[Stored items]

===============

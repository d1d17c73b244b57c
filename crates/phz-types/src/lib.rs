//! Union types for the phz resolution core.
//!
//! A [`UnionType`] is the set of static types an expression, property, or
//! variable may hold. Its textual `|`-joined form is the interchange format
//! with the rest of the analyzer and round-trips exactly.
//!
//! - [`native`]: the fixed vocabulary of built-in type names
//! - [`union_type`]: the set model and its textual grammar
//! - [`cache`]: a thread-safe memo of parsed union types

pub mod cache;
pub mod native;
pub mod union_type;

pub use cache::UnionTypeCache;
pub use native::{NATIVE_TYPE_NAMES, is_native_type_name};
pub use union_type::UnionType;
//! Compilation-unit descriptions exchanged as JSON.
//!
//! The parser and the declaration collector run outside this workspace. What
//! they know about a unit before resolution starts (its file, namespace,
//! `use` aliases, enclosing class, and bound variables) arrives as a
//! [`UnitDescriptor`] and becomes a [`Context`].

use phz_ast::Node;
use phz_resolver::{AliasMap, Context, Scope};
use phz_types::UnionType;
use rustc_hash::FxHashMap;
use serde::Deserialize;
use thiserror::Error;

#[derive(Debug, Error)]
pub enum UnitError {
    #[error("invalid unit description: {0}")]
    Descriptor(#[source] serde_json::Error),
    #[error("invalid AST JSON: {0}")]
    Ast(#[source] serde_json::Error),
}

/// What is known about a compilation unit before resolution.
///
/// ```json
/// {
///   "file": "src/App/Kernel.php",
///   "namespace": "App",
///   "aliases": { "class": { "Foo": "\\Vendor\\Foo" } },
///   "class": "\\App\\Kernel",
///   "variables": { "this": "\\App\\Kernel", "id": "int|null" }
/// }
/// ```
#[derive(Debug, Clone, Default, Deserialize)]
#[serde(default)]
pub struct UnitDescriptor {
    pub file: String,
    pub namespace: String,
    pub aliases: AliasMap,
    pub class: Option<String>,
    /// Variable name → union type text.
    pub variables: FxHashMap<String, String>,
}

impl UnitDescriptor {
    pub fn from_json(text: &str) -> Result<Self, UnitError> {
        serde_json::from_str(text).map_err(UnitError::Descriptor)
    }

    /// The context resolution of this unit starts from.
    #[must_use]
    pub fn to_context(&self) -> Context {
        let mut scope = Scope::new();
        for (name, union_text) in &self.variables {
            scope.add_variable(name.as_str(), UnionType::from_string(union_text));
        }

        let context = Context::new(self.file.as_str())
            .with_namespace(&self.namespace)
            .with_aliases(self.aliases.clone())
            .with_scope(scope);
        match &self.class {
            Some(class) => context.with_class(class.as_str()),
            None => context,
        }
    }
}

/// Parse one AST node from the parser's JSON form.
pub fn parse_node(text: &str) -> Result<Node, UnitError> {
    serde_json::from_str(text).map_err(UnitError::Ast)
}

#[cfg(test)]
#[path = "tests/unit_tests.rs"]
mod tests;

===============

DIRECTIONS FOR THIS TASK
Tell how many lines above contain the word "form". Give the number alone.

ANSWER TO THIS TASK
2